Aim of the task :: Look through the data below for the line with "Some(v) if v" and the line with "Index value formatted", then output those two and all lines in between, exactly as written.

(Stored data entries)
[Start of Attachment]

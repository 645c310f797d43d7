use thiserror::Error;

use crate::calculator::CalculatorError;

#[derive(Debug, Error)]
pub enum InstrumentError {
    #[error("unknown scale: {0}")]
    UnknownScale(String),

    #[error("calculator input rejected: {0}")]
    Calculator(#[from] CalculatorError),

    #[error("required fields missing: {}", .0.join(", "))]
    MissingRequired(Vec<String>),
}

[End of Attachment]
[Start of Attachment]

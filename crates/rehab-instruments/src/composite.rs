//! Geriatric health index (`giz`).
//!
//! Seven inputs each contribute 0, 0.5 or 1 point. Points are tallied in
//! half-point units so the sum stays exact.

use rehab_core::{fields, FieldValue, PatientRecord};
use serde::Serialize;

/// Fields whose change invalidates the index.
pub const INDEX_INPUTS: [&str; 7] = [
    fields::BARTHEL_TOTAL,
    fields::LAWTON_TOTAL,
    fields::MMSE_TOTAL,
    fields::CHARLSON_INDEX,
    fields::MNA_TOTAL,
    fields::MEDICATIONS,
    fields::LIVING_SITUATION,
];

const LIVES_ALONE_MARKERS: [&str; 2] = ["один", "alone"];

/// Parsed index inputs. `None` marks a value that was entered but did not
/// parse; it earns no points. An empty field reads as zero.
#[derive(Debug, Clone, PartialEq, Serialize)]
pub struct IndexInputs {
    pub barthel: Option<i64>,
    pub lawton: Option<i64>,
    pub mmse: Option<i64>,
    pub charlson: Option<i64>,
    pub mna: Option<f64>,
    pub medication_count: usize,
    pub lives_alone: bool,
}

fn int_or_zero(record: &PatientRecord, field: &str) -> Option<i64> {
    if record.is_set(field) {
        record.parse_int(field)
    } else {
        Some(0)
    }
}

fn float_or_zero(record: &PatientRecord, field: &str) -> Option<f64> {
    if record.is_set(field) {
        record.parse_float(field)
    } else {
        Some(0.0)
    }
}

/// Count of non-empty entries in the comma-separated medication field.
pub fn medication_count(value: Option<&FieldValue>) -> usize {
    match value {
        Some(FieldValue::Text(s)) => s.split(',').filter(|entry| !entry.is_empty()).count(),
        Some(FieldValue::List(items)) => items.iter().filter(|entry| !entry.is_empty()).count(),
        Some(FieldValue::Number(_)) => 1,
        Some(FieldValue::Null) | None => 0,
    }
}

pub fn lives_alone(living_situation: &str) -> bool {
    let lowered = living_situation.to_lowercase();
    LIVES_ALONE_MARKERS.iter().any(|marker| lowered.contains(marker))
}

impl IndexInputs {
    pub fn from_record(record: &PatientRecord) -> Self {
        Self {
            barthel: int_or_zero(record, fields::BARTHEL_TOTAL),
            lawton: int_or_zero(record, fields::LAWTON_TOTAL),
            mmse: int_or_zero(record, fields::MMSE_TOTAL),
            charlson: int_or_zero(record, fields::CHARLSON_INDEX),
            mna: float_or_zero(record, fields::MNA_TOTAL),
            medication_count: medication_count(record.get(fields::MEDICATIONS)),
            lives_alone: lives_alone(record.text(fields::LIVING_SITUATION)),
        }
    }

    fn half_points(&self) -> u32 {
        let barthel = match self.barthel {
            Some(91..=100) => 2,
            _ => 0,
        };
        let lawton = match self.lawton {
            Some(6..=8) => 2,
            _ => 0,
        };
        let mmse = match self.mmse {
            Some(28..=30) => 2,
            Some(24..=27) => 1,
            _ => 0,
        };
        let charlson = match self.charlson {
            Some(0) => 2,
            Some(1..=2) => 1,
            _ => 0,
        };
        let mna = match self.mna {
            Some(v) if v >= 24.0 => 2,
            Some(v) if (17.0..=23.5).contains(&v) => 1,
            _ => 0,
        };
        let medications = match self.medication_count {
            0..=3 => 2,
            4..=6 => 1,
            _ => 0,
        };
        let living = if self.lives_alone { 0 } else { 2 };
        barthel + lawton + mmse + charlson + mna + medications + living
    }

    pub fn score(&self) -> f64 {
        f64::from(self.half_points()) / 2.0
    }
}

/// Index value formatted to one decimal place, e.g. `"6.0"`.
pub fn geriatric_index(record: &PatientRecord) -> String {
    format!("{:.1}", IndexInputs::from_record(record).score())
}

[End of Attachment]
[Start of Attachment]

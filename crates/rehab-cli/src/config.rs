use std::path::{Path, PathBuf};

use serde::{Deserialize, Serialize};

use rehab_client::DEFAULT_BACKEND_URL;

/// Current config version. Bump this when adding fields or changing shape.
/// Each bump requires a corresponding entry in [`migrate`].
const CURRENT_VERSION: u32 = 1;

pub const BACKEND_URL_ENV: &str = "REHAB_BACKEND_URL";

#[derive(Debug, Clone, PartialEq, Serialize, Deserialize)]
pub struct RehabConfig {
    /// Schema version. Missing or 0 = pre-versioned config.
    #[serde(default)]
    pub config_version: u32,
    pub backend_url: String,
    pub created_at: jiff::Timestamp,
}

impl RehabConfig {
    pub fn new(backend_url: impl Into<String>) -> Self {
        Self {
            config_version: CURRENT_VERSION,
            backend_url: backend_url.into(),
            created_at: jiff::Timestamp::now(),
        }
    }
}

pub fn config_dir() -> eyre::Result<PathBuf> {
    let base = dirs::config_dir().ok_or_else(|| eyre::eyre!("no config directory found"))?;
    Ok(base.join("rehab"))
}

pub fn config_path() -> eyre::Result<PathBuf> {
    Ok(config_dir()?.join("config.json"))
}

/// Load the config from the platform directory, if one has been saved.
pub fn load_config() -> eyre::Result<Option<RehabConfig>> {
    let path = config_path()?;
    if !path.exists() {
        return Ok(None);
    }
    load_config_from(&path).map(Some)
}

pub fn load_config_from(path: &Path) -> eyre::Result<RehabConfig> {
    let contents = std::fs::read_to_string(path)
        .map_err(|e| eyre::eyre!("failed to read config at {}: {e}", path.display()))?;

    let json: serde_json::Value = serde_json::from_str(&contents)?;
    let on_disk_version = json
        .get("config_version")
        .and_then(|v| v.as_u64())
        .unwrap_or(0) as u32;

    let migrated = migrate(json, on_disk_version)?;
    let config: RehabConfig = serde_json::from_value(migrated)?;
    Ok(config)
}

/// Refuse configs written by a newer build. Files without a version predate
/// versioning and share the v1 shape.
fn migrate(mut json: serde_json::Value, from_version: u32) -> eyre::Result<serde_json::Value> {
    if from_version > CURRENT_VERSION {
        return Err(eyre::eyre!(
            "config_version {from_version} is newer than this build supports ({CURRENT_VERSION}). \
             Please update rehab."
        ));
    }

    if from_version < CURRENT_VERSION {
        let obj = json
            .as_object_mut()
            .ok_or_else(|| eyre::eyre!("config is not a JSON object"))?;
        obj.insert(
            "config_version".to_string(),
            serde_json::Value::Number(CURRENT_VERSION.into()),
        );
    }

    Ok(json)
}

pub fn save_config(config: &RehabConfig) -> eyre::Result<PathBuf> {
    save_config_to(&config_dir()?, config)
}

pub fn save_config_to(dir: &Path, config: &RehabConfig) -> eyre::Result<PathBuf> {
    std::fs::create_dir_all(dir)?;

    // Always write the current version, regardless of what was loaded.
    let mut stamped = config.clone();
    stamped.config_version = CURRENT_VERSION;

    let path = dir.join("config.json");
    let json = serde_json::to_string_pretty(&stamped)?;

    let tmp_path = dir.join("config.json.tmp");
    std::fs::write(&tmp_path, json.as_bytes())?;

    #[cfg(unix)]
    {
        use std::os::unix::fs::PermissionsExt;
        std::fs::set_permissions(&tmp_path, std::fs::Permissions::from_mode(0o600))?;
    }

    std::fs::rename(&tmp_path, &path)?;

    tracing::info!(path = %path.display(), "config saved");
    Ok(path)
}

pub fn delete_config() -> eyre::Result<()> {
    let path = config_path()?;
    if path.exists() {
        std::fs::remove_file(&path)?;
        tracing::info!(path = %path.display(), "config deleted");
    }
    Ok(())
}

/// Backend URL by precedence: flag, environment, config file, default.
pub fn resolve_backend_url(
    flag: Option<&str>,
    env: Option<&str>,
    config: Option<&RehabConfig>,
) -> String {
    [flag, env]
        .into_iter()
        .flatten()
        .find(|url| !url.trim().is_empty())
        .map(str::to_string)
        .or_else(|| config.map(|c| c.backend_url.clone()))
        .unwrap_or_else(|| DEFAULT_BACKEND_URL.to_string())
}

[End of Attachment]

Result for this exercise ::
            Some(v) if v >= 24.0 => 2,
            Some(v) if (17.0..=23.5).contains(&v) => 1,
            _ => 0,
        };
        let medications = match self.medication_count {
            0..=3 => 2,
            4..=6 => 1,
            _ => 0,
        };
        let living = if self.lives_alone { 0 } else { 2 };
        barthel + lawton + mmse + charlson + mna + medications + living
    }

    pub fn score(&self) -> f64 {
        f64::from(self.half_points()) / 2.0
    }
}

/// Index value formatted to one decimal place, e.g. `"6.0"`.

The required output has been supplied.